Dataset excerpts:

►

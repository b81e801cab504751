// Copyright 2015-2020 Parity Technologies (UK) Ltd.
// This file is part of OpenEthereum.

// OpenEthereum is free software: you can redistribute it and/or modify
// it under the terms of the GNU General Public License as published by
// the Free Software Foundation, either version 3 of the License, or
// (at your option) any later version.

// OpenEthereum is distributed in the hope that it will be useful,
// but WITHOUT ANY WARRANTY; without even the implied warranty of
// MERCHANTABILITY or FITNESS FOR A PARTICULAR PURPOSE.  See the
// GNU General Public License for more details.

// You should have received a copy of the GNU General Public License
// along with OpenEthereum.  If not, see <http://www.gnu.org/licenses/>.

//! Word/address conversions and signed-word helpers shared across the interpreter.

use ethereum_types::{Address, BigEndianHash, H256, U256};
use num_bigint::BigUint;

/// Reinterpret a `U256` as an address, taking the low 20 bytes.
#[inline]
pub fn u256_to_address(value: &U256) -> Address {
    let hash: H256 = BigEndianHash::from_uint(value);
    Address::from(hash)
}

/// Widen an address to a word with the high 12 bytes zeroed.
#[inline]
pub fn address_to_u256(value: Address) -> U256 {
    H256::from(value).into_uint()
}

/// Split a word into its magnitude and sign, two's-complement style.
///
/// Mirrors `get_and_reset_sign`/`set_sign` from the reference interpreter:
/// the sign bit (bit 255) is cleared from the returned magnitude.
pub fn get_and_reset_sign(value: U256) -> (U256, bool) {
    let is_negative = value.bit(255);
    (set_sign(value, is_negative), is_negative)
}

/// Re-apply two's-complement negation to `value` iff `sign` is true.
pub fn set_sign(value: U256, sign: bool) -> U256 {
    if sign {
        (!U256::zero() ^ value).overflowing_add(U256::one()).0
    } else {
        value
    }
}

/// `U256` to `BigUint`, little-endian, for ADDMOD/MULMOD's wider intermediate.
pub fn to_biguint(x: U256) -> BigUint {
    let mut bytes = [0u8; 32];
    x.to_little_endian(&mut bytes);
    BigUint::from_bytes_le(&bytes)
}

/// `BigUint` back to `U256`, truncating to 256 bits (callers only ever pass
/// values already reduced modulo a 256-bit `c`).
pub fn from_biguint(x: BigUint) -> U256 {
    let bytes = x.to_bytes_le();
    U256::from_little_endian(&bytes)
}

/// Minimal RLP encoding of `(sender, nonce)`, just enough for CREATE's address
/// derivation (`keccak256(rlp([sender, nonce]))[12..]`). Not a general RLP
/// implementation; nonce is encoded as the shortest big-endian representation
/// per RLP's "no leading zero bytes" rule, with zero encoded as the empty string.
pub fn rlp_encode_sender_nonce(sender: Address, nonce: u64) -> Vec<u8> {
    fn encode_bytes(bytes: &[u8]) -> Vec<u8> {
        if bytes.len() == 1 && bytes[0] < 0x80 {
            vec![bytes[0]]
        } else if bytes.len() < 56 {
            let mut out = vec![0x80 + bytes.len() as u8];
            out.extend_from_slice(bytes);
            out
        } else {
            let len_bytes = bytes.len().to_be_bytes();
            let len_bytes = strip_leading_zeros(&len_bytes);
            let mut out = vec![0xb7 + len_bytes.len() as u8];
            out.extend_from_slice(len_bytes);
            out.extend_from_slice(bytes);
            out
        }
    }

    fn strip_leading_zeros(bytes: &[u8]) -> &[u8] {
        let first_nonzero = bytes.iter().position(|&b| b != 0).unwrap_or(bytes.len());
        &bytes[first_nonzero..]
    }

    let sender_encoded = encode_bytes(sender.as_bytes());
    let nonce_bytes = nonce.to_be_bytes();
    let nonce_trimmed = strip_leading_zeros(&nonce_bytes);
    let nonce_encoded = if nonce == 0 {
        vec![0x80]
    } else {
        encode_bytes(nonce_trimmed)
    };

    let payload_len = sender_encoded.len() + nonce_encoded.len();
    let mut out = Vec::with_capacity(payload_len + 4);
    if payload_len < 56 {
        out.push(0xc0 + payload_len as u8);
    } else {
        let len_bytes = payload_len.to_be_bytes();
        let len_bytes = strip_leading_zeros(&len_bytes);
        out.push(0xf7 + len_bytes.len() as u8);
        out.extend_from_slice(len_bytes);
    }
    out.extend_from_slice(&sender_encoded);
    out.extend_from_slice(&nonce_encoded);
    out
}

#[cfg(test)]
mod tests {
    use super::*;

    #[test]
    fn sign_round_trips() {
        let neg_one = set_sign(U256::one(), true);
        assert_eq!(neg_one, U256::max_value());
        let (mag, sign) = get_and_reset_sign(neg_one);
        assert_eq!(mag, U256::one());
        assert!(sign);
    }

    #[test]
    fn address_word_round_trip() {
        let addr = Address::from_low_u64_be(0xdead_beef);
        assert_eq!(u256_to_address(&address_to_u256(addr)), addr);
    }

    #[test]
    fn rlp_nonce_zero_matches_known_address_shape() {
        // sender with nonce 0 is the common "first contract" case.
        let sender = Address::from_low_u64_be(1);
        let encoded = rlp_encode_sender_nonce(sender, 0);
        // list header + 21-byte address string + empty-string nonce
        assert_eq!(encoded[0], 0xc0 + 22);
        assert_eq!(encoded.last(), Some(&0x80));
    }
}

◄

--- PROBLEM ---
Give the records back in full, word for word.

--- ANSWER AREA ---
repository b81e801cab504751
// Copyright 2015-2020 Parity Technologies (UK) Ltd.
// This file is part of OpenEthereum.

// OpenEthereum is free software: you can redistribute it and/or modify
// it under the terms of the GNU General Public License as published by
// the Free Software Foundation, either version 3 of the License, or
// (at your option) any later version.

// OpenEthereum is distributed in the hope that it will be useful,
// but WITHOUT ANY WARRANTY; without even the implied warranty of
// MERCHANTABILITY or FITNESS FOR A PARTICULAR PURPOSE.  See the
// GNU General Public License for more details.

// You should have received a copy of the GNU General Public License
// along with OpenEthereum.  If not, see <http://www.gnu.org/licenses/>.

//! Word/address conversions and signed-word helpers shared across the interpreter.

use ethereum_types::{Address, BigEndianHash, H256, U256};
use num_bigint::BigUint;

/// Reinterpret a `U256` as an address, taking the low 20 bytes.
#[inline]
pub fn u256_to_address(value: &U256) -> Address {
    let hash: H256 = BigEndianHash::from_uint(value);
    Address::from(hash)
}

/// Widen an address to a word with the high 12 bytes zeroed.
#[inline]
pub fn address_to_u256(value: Address) -> U256 {
    H256::from(value).into_uint()
}

/// Split a word into its magnitude and sign, two's-complement style.
///
/// Mirrors `get_and_reset_sign`/`set_sign` from the reference interpreter:
/// the sign bit (bit 255) is cleared from the returned magnitude.
pub fn get_and_reset_sign(value: U256) -> (U256, bool) {
    let is_negative = value.bit(255);
    (set_sign(value, is_negative), is_negative)
}

/// Re-apply two's-complement negation to `value` iff `sign` is true.
pub fn set_sign(value: U256, sign: bool) -> U256 {
    if sign {
        (!U256::zero() ^ value).overflowing_add(U256::one()).0
    } else {
        value
    }
}

/// `U256` to `BigUint`, little-endian, for ADDMOD/MULMOD's wider intermediate.
pub fn to_biguint(x: U256) -> BigUint {
    let mut bytes = [0u8; 32];
    x.to_little_endian(&mut bytes);
    BigUint::from_bytes_le(&bytes)
}

/// `BigUint` back to `U256`, truncating to 256 bits (callers only ever pass
/// values already reduced modulo a 256-bit `c`).
pub fn from_biguint(x: BigUint) -> U256 {
    let bytes = x.to_bytes_le();
    U256::from_little_endian(&bytes)
}

/// Minimal RLP encoding of `(sender, nonce)`, just enough for CREATE's address
/// derivation (`keccak256(rlp([sender, nonce]))[12..]`). Not a general RLP
/// implementation; nonce is encoded as the shortest big-endian representation
/// per RLP's "no leading zero bytes" rule, with zero encoded as the empty string.
pub fn rlp_encode_sender_nonce(sender: Address, nonce: u64) -> Vec<u8> {
    fn encode_bytes(bytes: &[u8]) -> Vec<u8> {
        if bytes.len() == 1 && bytes[0] < 0x80 {
            vec![bytes[0]]
        } else if bytes.len() < 56 {
            let mut out = vec![0x80 + bytes.len() as u8];
            out.extend_from_slice(bytes);
            out
        } else {
            let len_bytes = bytes.len().to_be_bytes();
            let len_bytes = strip_leading_zeros(&len_bytes);
            let mut out = vec![0xb7 + len_bytes.len() as u8];
            out.extend_from_slice(len_bytes);
            out.extend_from_slice(bytes);
            out
        }
    }

    fn strip_leading_zeros(bytes: &[u8]) -> &[u8] {
        let first_nonzero = bytes.iter().position(|&b| b != 0).unwrap_or(bytes.len());
        &bytes[first_nonzero..]
    }

    let sender_encoded = encode_bytes(sender.as_bytes());
    let nonce_bytes = nonce.to_be_bytes();
    let nonce_trimmed = strip_leading_zeros(&nonce_bytes);
    let nonce_encoded = if nonce == 0 {
        vec![0x80]
    } else {
        encode_bytes(nonce_trimmed)
    };

    let payload_len = sender_encoded.len() + nonce_encoded.len();
    let mut out = Vec::with_capacity(payload_len + 4);
    if payload_len < 56 {
        out.push(0xc0 + payload_len as u8);
    } else {
        let len_bytes = payload_len.to_be_bytes();
        let len_bytes = strip_leading_zeros(&len_bytes);
        out.push(0xf7 + len_bytes.len() as u8);
        out.extend_from_slice(len_bytes);
    }
    out.extend_from_slice(&sender_encoded);
    out.extend_from_slice(&nonce_encoded);
    out
}

#[cfg(test)]
mod tests {
    use super::*;

    #[test]
    fn sign_round_trips() {
        let neg_one = set_sign(U256::one(), true);
        assert_eq!(neg_one, U256::max_value());
        let (mag, sign) = get_and_reset_sign(neg_one);
        assert_eq!(mag, U256::one());
        assert!(sign);
    }

    #[test]
    fn address_word_round_trip() {
        let addr = Address::from_low_u64_be(0xdead_beef);
        assert_eq!(u256_to_address(&address_to_u256(addr)), addr);
    }

    #[test]
    fn rlp_nonce_zero_matches_known_address_shape() {
        // sender with nonce 0 is the common "first contract" case.
        let sender = Address::from_low_u64_be(1);
        let encoded = rlp_encode_sender_nonce(sender, 0);
        // list header + 21-byte address string + empty-string nonce
        assert_eq!(encoded[0], 0xc0 + 22);
        assert_eq!(encoded.last(), Some(&0x80));
    }
}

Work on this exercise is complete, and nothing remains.